Saved entries
%%

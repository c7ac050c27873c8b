//! # Expirations Subcommand
//!
//! Lists the plan expirations of one enterprise in the order the customer
//! agreement reports them: active plans first, furthest expiration
//! (counting scheduled renewals) leading.

use std::path::PathBuf;

use anyhow::{Context, Result};
use chrono::NaiveDate;
use clap::Args;
use serde_json::json;

use lm_core::{EnterpriseSlug, Timestamp};
use lm_state::SubscriptionRegistry;

use crate::load_registry;

/// Arguments for the expirations subcommand.
#[derive(Args, Debug)]
pub struct ExpirationsArgs {
    /// Seed file (YAML).
    pub seed: PathBuf,

    /// Enterprise customer slug.
    #[arg(long)]
    pub slug: String,

    /// Reference date (YYYY-MM-DD). Defaults to today in UTC.
    #[arg(long)]
    pub today: Option<NaiveDate>,

    /// Emit JSON instead of a table.
    #[arg(long)]
    pub json: bool,
}

/// One row of the listing.
#[derive(Debug, Clone, PartialEq, Eq)]
pub struct ExpirationRow {
    pub title: String,
    pub expiration_date: NaiveDate,
    pub days_until_expiration: i64,
    pub days_until_expiration_including_renewals: i64,
    pub is_active: bool,
}

pub fn expiration_rows(
    registry: &SubscriptionRegistry,
    slug: &EnterpriseSlug,
    today: NaiveDate,
) -> Result<Vec<ExpirationRow>> {
    let agreement = registry
        .agreement_by_slug(slug)
        .with_context(|| format!("no customer agreement for enterprise {slug}"))?;
    registry
        .ordered_subscription_plan_expirations(&agreement.uuid, today)?
        .into_iter()
        .map(|e| -> Result<ExpirationRow> {
            let plan = registry.subscription_plan(&e.subscription_id)?;
            Ok(ExpirationRow {
                title: plan.title.to_string(),
                expiration_date: plan.expiration_date,
                days_until_expiration: e.days_until_expiration,
                days_until_expiration_including_renewals: e.days_until_expiration_including_renewals,
                is_active: e.is_active,
            })
        })
        .collect()
}

/// Execute the expirations subcommand.
pub fn run_expirations(args: &ExpirationsArgs) -> Result<u8> {
    let (_, registry) = load_registry(&args.seed)?;
    let slug = EnterpriseSlug::new(args.slug.as_str())?;
    let today = args.today.unwrap_or_else(|| Timestamp::now().date_naive());
    let rows = expiration_rows(&registry, &slug, today)?;

    if args.json {
        let value: Vec<_> = rows
            .iter()
            .map(|r| {
                json!({
                    "title": r.title,
                    "expiration_date": r.expiration_date,
                    "days_until_expiration": r.days_until_expiration,
                    "days_until_expiration_including_renewals": r.days_until_expiration_including_renewals,
                    "is_active": r.is_active,
                })
            })
            .collect();
        println!("{}", serde_json::to_string_pretty(&value)?);
        return Ok(0);
    }

    println!("Plan expirations for {slug} as of {today}:");
    println!();
    for r in &rows {
        println!(
            "  {:<32} {}  {:>6} days ({:>6} with renewals){}",
            r.title,
            r.expiration_date,
            r.days_until_expiration,
            r.days_until_expiration_including_renewals,
            if r.is_active { "" } else { "  [inactive]" }
        );
    }
    Ok(0)
}

#[cfg(test)]
mod tests {
    use super::*;
    use crate::fixtures;

    fn date(s: &str) -> NaiveDate {
        s.parse().unwrap()
    }

    #[test]
    fn active_plan_leads_and_counts_renewal() {
        let file = fixtures::seed_file(fixtures::SEED);
        let (_, registry) = load_registry(file.path()).unwrap();
        let slug = EnterpriseSlug::new("acme").unwrap();
        let rows = expiration_rows(&registry, &slug, date("2026-06-01")).unwrap();

        assert_eq!(rows.len(), 2);
        assert_eq!(rows[0].title, "Annual");
        assert_eq!(rows[0].days_until_expiration, 213);
        assert_eq!(rows[0].days_until_expiration_including_renewals, 578);
        assert!(rows[0].is_active);
        assert_eq!(rows[1].title, "Pilot");
        assert_eq!(rows[1].days_until_expiration, -336);
        assert!(!rows[1].is_active);
    }

    #[test]
    fn unknown_enterprise_is_error() {
        let file = fixtures::seed_file(fixtures::SEED);
        let (_, registry) = load_registry(file.path()).unwrap();
        let slug = EnterpriseSlug::new("globex").unwrap();
        assert!(expiration_rows(&registry, &slug, date("2026-06-01")).is_err());
    }

    #[test]
    fn json_output_exits_zero() {
        let file = fixtures::seed_file(fixtures::SEED);
        let args = ExpirationsArgs {
            seed: file.path().to_path_buf(),
            slug: "acme".into(),
            today: Some(date("2026-06-01")),
            json: true,
        };
        assert_eq!(run_expirations(&args).unwrap(), 0);
    }
}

%%

§ Exercise directions:
Each line above with the string "title" in it should be located and copied.

§ Solved exercise:
    pub title: String,
                title: plan.title.to_string(),
                    "title": r.title,
            r.title,
        assert_eq!(rows[0].title, "Annual");
        assert_eq!(rows[1].title, "Pilot");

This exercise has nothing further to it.